◆ **Source data**:
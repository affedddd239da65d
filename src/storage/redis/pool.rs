//! Redis connection pool with live reconfiguration.
//!
//! Exactly one pool is active at a time. Reconfiguring swaps in a freshly
//! built pool and closes the previous one: its idle connections are dropped
//! immediately, and connections still checked out finish their work and are
//! dropped when released.

use std::fmt;
use std::future::Future;
use std::time::Duration;

use deadpool_redis::{Manager, Pool, PoolError, Runtime};
use redis::{FromRedisValue, IntoConnectionInfo};
use tokio::sync::RwLock;
use tracing::{debug, info, warn};

use crate::config::RedisConfig;
use crate::credentials::{resolve_credentials, CredentialProvider, UsernamePassword};
use crate::storage::{Result, StoreError};

/// Attempts at checking out a connection while pools are being swapped.
const ACQUIRE_ATTEMPTS: usize = 3;

/// Fully resolved connection parameters.
#[derive(Clone, PartialEq, Eq)]
pub struct ConnectionParams {
    pub redis: RedisConfig,
    pub credentials: UsernamePassword,
}

impl ConnectionParams {
    pub fn new(redis: RedisConfig, credentials: UsernamePassword) -> Self {
        Self { redis, credentials }
    }

    /// Resolve the configured credential id and validate the result.
    pub fn resolve(redis: &RedisConfig, provider: &dyn CredentialProvider) -> Result<Self> {
        redis.validate()?;
        let credentials_id = Some(redis.credentials_id.as_str());
        Ok(Self {
            redis: redis.clone(),
            credentials: resolve_credentials(provider, credentials_id),
        })
    }

    /// Address of the server, for logs. Never includes credentials.
    pub fn address(&self) -> String {
        let scheme = if self.redis.tls { "rediss" } else { "redis" };
        let host = if self.redis.host.contains(':') {
            format!("[{}]", self.redis.host)
        } else {
            self.redis.host.clone()
        };
        format!("{}://{}:{}/{}", scheme, host, self.redis.port, self.redis.database)
    }

    /// Build client connection info.
    ///
    /// AUTH is only sent when a password is configured.
    pub fn connection_info(&self) -> Result<redis::ConnectionInfo> {
        self.redis.validate()?;

        let mut info = self.address().as_str().into_connection_info().map_err(|e| {
            StoreError::InvalidConfiguration(format!("Invalid Redis address: {}", e))
        })?;

        if !self.credentials.password.is_empty() {
            info.redis.username = Some(self.credentials.username.clone());
            info.redis.password = Some(self.credentials.password.clone());
        }

        Ok(info)
    }
}

impl fmt::Debug for ConnectionParams {
    fn fmt(&self, f: &mut fmt::Formatter<'_>) -> fmt::Result {
        f.debug_struct("ConnectionParams")
            .field("address", &self.address())
            .field("username", &self.credentials.username)
            .field("connection_timeout_ms", &self.redis.connection_timeout_ms)
            .field("socket_timeout_ms", &self.redis.socket_timeout_ms)
            .field("max_connections", &self.redis.max_connections)
            .finish()
    }
}

/// Snapshot of pool occupancy.
#[derive(Debug, Clone, Copy, PartialEq, Eq)]
pub struct PoolStatus {
    pub max_size: usize,
    pub size: usize,
    pub available: usize,
}

/// Connection checked out of a pool.
///
/// Every round trip is bounded by the socket timeout. Dropping the handle
/// returns it to the pool it came from.
pub struct PooledConnection {
    conn: deadpool_redis::Connection,
    socket_timeout: Duration,
}

impl PooledConnection {
    /// Run a single command.
    pub async fn query<T: FromRedisValue>(&mut self, cmd: &redis::Cmd) -> Result<T> {
        let timeout = self.socket_timeout;
        bounded(timeout, cmd.query_async(&mut self.conn)).await
    }

    /// Run a pipeline; atomic pipelines execute as MULTI/EXEC.
    pub async fn pipeline<T: FromRedisValue>(&mut self, pipe: &redis::Pipeline) -> Result<T> {
        let timeout = self.socket_timeout;
        bounded(timeout, pipe.query_async(&mut self.conn)).await
    }
}

async fn bounded<T, F>(timeout: Duration, fut: F) -> Result<T>
where
    F: Future<Output = redis::RedisResult<T>>,
{
    match tokio::time::timeout(timeout, fut).await {
        Ok(result) => result.map_err(StoreError::from),
        Err(_) => Err(StoreError::Unavailable(format!(
            "Redis did not respond within {}ms",
            timeout.as_millis()
        ))),
    }
}

struct ActivePool {
    pool: Pool,
    params: ConnectionParams,
}

/// Owns the active Redis connection pool.
pub struct ConnectionPoolManager {
    active: RwLock<ActivePool>,
}

impl ConnectionPoolManager {
    /// Create a manager with an initial pool.
    ///
    /// No connection is opened until the first `acquire`.
    pub fn new(params: ConnectionParams) -> Result<Self> {
        let pool = build_pool(&params)?;
        info!(address = %params.address(), "Created Redis connection pool");

        Ok(Self {
            active: RwLock::new(ActivePool { pool, params }),
        })
    }

    /// Replace the active pool.
    ///
    /// Invalid parameters are rejected here and leave the current pool in
    /// place. Unchanged parameters keep the current pool.
    pub async fn configure(&self, params: ConnectionParams) -> Result<()> {
        let mut active = self.active.write().await;

        if active.params == params {
            debug!(address = %params.address(), "Redis parameters unchanged, keeping pool");
            return Ok(());
        }

        let pool = build_pool(&params)?;
        let previous = std::mem::replace(&mut *active, ActivePool { pool, params });
        drop(active);

        previous.pool.close();
        info!(
            previous = %previous.params.address(),
            "Recreated Redis connection pool"
        );

        Ok(())
    }

    /// Check out a connection from the active pool.
    pub async fn acquire(&self) -> Result<PooledConnection> {
        let mut last_error = None;

        for _ in 0..ACQUIRE_ATTEMPTS {
            let (pool, socket_timeout) = {
                let active = self.active.read().await;
                (active.pool.clone(), active.params.redis.socket_timeout())
            };

            match pool.get().await {
                Ok(conn) => {
                    return Ok(PooledConnection {
                        conn,
                        socket_timeout,
                    })
                }
                // Swapped out between the read and the checkout.
                Err(PoolError::Closed) => last_error = Some(PoolError::Closed),
                Err(e) => {
                    warn!(error = %e, "Failed to acquire Redis connection");
                    return Err(e.into());
                }
            }
        }

        Err(last_error.map_or_else(
            || StoreError::Unavailable("Redis pool closed".to_string()),
            StoreError::from,
        ))
    }

    /// Parameters of the active pool.
    pub async fn params(&self) -> ConnectionParams {
        self.active.read().await.params.clone()
    }

    pub async fn status(&self) -> PoolStatus {
        let status = self.active.read().await.pool.status();
        PoolStatus {
            max_size: status.max_size,
            size: status.size,
            available: status.available,
        }
    }

    /// Open a single unpooled connection and PING.
    ///
    /// Connecting authenticates and selects the database, so bad credentials
    /// and database indexes are reported as well.
    pub async fn test_connection(params: &ConnectionParams) -> Result<()> {
        let info = params.connection_info()?;
        let client = redis::Client::open(info).map_err(|e| {
            StoreError::InvalidConfiguration(format!("Invalid Redis parameters: {}", e))
        })?;

        let connect_timeout = params.redis.connection_timeout();
        let mut conn = bounded(connect_timeout, client.get_multiplexed_async_connection()).await?;

        let pong: String = bounded(
            params.redis.socket_timeout(),
            redis::cmd("PING").query_async(&mut conn),
        )
        .await?;

        debug!(address = %params.address(), reply = %pong, "Redis connection test succeeded");
        Ok(())
    }
}

fn build_pool(params: &ConnectionParams) -> Result<Pool> {
    let info = params.connection_info()?;
    let manager = Manager::new(info).map_err(|e| {
        StoreError::InvalidConfiguration(format!("Invalid Redis parameters: {}", e))
    })?;

    let connect_timeout = Some(params.redis.connection_timeout());
    Pool::builder(manager)
        .max_size(params.redis.max_connections)
        .wait_timeout(connect_timeout)
        .create_timeout(connect_timeout)
        .recycle_timeout(connect_timeout)
        .runtime(Runtime::Tokio1)
        .build()
        .map_err(|e| StoreError::InvalidConfiguration(format!("Failed to create pool: {}", e)))
}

◆ **WHAT IS EXPECTED**: Among the entries above, how many lines hold the string "finish"? Answer with the number only.

◆ **WRITTEN ANSWER**: 2